Everything in the data below is left aside except the lines from the one containing "let mut body = Vec::new();" through the one containing "if let Some(content_type)"; repeat those exactly.

Top of SUPPLIED INFORMATION

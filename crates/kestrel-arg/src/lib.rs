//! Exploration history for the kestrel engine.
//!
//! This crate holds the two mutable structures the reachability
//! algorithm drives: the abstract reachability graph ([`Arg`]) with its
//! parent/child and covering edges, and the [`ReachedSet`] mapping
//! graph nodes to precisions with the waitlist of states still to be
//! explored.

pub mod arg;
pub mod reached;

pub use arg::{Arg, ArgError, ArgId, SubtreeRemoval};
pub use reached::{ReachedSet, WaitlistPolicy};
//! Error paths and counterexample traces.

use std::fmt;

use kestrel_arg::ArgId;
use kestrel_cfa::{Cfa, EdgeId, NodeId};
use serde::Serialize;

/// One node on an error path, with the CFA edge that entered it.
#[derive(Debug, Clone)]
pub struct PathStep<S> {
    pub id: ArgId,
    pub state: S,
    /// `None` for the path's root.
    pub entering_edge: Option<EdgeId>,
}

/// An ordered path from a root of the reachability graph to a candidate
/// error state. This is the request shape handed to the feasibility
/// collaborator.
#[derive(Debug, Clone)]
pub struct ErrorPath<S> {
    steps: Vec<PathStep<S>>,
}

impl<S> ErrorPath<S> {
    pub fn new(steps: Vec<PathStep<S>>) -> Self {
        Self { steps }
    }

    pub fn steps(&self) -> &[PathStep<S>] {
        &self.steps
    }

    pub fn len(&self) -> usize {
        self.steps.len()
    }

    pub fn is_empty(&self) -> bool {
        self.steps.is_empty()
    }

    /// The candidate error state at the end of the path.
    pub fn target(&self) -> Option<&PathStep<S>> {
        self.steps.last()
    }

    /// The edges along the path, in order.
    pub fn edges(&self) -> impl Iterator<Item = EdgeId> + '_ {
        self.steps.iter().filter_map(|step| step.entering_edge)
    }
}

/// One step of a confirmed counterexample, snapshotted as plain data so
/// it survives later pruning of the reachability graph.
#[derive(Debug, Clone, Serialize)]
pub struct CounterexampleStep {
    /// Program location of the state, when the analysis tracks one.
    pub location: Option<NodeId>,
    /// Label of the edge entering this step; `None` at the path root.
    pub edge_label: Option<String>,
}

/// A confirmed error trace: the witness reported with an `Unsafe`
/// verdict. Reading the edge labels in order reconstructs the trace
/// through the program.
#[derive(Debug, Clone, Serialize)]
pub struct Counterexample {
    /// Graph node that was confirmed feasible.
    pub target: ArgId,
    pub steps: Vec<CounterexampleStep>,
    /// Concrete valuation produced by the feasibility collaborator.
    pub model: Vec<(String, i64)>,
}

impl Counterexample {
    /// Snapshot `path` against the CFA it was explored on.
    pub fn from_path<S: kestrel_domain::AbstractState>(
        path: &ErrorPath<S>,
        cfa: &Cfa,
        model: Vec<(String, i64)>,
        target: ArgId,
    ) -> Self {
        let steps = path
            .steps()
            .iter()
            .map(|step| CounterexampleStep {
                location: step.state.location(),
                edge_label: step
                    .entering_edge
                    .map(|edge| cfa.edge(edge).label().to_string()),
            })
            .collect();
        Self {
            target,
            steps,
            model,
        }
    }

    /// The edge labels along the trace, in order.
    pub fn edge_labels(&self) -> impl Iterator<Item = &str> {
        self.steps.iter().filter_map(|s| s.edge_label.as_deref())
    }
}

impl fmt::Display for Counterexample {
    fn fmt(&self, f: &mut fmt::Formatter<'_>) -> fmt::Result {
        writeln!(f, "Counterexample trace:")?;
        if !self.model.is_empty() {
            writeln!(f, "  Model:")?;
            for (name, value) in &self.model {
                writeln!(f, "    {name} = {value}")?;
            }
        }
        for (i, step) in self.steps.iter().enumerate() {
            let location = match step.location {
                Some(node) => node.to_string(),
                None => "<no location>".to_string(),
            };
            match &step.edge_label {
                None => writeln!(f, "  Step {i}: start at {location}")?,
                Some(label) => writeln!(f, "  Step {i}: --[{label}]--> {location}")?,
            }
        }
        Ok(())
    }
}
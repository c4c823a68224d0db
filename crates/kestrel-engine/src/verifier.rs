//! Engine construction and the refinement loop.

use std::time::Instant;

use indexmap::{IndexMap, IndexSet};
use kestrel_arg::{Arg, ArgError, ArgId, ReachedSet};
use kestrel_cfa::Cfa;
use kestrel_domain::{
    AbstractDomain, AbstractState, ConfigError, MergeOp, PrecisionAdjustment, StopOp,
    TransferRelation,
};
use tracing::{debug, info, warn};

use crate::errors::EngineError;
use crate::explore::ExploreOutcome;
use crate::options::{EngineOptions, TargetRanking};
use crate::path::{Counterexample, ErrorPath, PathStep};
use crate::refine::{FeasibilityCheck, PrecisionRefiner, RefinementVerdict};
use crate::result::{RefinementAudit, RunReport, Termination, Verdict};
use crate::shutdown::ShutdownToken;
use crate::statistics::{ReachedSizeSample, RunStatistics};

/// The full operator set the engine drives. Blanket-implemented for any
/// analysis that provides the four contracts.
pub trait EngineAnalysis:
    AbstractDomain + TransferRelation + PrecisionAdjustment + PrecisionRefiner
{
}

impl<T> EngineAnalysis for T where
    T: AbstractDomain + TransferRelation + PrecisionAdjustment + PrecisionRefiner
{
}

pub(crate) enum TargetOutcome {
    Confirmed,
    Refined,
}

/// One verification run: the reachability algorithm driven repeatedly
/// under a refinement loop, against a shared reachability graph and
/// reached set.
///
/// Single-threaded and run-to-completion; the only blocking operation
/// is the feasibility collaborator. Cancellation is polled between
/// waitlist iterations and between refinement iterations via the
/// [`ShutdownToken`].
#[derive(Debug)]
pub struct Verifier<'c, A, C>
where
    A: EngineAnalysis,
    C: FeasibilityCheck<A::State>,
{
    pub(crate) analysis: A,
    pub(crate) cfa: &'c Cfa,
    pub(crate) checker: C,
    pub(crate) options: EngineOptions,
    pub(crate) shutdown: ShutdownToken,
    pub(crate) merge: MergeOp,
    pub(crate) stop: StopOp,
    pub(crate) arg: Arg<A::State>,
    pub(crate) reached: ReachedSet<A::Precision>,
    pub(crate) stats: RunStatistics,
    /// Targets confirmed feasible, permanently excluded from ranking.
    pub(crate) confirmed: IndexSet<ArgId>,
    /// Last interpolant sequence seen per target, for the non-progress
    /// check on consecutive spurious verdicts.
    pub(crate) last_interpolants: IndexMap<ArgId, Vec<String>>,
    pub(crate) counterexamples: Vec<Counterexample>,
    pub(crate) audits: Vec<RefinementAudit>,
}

Bottom of SUPPLIED INFORMATION
Top of SUPPLIED INFORMATION

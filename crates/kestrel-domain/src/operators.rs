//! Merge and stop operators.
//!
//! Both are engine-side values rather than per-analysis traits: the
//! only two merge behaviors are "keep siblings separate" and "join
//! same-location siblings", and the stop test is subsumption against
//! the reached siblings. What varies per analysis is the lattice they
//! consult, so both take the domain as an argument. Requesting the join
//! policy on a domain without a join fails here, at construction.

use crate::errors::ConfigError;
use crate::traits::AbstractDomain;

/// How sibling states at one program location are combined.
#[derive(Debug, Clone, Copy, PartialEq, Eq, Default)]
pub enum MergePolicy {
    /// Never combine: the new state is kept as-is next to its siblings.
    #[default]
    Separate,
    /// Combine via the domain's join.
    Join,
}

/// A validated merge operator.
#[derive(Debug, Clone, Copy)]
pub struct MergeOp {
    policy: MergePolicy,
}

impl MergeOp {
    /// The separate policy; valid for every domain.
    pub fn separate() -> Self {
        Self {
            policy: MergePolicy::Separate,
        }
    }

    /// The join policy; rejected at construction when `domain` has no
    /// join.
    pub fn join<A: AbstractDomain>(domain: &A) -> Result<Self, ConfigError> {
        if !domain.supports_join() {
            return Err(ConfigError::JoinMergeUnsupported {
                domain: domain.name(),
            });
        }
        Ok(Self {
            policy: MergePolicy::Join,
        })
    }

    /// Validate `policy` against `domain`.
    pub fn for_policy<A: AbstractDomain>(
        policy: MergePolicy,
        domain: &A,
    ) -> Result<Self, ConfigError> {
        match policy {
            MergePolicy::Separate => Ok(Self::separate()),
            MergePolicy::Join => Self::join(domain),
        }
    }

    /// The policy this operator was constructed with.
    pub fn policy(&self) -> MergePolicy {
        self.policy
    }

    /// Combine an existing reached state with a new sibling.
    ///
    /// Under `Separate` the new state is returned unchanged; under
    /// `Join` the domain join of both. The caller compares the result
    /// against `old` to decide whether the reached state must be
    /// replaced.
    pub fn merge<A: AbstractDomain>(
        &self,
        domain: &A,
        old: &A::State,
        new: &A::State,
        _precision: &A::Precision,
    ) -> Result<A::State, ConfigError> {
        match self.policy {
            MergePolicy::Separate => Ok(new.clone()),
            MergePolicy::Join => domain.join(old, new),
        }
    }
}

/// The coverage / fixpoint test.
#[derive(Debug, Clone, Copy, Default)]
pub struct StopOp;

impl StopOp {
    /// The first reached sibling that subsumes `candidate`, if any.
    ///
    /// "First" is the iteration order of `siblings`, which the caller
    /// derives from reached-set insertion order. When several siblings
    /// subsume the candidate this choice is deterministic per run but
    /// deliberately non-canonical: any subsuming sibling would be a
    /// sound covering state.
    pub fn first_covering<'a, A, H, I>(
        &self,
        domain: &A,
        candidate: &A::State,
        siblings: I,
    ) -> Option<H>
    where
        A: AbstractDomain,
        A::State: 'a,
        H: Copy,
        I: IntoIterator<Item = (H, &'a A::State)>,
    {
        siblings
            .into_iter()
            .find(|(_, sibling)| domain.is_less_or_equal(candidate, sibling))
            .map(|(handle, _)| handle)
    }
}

Bottom of SUPPLIED INFORMATION
Top of SUPPLIED INFORMATION

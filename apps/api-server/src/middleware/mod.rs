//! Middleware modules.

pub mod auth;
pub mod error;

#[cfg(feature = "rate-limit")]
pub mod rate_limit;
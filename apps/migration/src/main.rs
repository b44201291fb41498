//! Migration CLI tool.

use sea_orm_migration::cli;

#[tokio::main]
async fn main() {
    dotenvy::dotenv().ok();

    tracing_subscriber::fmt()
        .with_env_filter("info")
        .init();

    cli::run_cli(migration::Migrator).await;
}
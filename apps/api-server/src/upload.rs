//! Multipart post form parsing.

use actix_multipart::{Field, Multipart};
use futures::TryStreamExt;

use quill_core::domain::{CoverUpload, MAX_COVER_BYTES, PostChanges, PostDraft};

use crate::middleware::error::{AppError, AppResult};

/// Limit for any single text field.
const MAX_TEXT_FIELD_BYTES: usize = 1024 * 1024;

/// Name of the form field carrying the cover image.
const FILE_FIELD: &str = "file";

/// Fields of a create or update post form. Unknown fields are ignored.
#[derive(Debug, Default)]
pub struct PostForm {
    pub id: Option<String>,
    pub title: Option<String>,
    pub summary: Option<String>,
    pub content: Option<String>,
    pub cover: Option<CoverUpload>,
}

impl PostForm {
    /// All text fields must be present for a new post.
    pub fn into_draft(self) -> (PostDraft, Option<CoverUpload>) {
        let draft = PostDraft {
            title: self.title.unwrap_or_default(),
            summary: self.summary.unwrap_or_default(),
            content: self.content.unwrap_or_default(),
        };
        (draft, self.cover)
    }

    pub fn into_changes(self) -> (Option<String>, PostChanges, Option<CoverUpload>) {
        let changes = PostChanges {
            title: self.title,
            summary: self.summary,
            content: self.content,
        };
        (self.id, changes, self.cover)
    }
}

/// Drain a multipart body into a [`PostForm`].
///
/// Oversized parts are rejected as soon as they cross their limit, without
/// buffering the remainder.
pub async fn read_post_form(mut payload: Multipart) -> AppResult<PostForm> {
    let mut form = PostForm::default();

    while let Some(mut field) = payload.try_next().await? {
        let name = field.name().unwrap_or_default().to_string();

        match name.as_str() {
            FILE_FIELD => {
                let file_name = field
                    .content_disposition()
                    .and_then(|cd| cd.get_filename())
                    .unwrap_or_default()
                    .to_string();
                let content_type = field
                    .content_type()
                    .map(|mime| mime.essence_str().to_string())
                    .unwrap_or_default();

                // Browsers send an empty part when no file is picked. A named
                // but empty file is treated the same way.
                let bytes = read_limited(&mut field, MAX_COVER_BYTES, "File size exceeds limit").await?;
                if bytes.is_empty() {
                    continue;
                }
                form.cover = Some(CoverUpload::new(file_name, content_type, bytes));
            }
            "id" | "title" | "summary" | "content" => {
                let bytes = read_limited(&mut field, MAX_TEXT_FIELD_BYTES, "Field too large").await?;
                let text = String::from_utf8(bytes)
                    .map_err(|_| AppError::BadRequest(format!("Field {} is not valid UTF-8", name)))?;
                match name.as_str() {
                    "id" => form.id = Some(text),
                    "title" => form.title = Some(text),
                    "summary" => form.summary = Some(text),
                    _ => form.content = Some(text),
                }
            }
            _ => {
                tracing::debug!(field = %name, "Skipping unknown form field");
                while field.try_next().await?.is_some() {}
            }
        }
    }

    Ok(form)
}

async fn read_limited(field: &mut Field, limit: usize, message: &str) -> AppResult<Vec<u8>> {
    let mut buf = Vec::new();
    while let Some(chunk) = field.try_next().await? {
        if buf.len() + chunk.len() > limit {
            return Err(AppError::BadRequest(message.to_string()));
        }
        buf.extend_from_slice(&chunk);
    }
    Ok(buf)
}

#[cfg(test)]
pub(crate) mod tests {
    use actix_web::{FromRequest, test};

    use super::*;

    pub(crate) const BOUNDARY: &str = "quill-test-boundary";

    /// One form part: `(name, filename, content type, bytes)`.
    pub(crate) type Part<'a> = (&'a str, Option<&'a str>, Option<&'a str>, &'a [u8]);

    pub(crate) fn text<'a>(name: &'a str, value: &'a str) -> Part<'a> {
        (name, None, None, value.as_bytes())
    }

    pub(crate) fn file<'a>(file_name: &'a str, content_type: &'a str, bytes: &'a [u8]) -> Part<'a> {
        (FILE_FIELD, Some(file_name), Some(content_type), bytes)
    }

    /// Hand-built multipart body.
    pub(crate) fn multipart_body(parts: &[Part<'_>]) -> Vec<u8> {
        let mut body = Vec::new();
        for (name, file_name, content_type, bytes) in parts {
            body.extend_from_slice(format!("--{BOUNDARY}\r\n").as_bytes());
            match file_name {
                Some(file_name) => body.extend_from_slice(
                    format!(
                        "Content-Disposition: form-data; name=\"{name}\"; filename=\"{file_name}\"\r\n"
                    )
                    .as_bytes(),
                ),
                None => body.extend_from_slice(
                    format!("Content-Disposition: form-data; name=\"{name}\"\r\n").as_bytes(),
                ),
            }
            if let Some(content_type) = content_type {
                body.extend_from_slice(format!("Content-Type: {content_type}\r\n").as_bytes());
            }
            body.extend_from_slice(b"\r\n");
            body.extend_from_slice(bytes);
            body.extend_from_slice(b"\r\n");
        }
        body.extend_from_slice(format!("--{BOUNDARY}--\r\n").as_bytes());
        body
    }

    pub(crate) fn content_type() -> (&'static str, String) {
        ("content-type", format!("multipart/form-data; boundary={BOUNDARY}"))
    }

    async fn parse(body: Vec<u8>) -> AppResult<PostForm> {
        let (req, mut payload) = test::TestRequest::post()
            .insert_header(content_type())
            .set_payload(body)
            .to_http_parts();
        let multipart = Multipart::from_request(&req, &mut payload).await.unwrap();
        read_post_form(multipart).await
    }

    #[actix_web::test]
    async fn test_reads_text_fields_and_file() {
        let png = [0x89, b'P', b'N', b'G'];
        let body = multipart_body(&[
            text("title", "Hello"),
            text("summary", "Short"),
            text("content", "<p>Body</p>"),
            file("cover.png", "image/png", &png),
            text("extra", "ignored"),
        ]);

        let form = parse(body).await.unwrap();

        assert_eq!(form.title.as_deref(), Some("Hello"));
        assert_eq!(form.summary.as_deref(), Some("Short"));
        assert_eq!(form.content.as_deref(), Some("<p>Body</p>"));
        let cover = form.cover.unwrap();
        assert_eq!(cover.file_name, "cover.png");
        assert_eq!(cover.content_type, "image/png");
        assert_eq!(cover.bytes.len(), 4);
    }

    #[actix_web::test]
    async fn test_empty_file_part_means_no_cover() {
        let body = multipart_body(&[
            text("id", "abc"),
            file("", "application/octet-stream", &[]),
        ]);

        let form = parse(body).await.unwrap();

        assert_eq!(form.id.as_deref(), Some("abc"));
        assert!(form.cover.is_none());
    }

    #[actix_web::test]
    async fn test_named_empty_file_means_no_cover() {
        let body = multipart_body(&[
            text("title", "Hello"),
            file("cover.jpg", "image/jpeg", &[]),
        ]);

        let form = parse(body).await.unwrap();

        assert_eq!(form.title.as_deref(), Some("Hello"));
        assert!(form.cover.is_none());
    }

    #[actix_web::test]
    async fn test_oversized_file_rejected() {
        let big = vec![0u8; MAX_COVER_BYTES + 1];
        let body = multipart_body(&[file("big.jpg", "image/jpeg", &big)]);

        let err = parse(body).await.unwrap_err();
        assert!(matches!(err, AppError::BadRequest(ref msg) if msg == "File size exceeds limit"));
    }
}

Bottom of SUPPLIED INFORMATION

▶ EXERCISE SOLUTION
        let mut body = Vec::new();
        for (name, file_name, content_type, bytes) in parts {
            body.extend_from_slice(format!("--{BOUNDARY}\r\n").as_bytes());
            match file_name {
                Some(file_name) => body.extend_from_slice(
                    format!(
                        "Content-Disposition: form-data; name=\"{name}\"; filename=\"{file_name}\"\r\n"
                    )
                    .as_bytes(),
                ),
                None => body.extend_from_slice(
                    format!("Content-Disposition: form-data; name=\"{name}\"\r\n").as_bytes(),
                ),
            }
            if let Some(content_type) = content_type {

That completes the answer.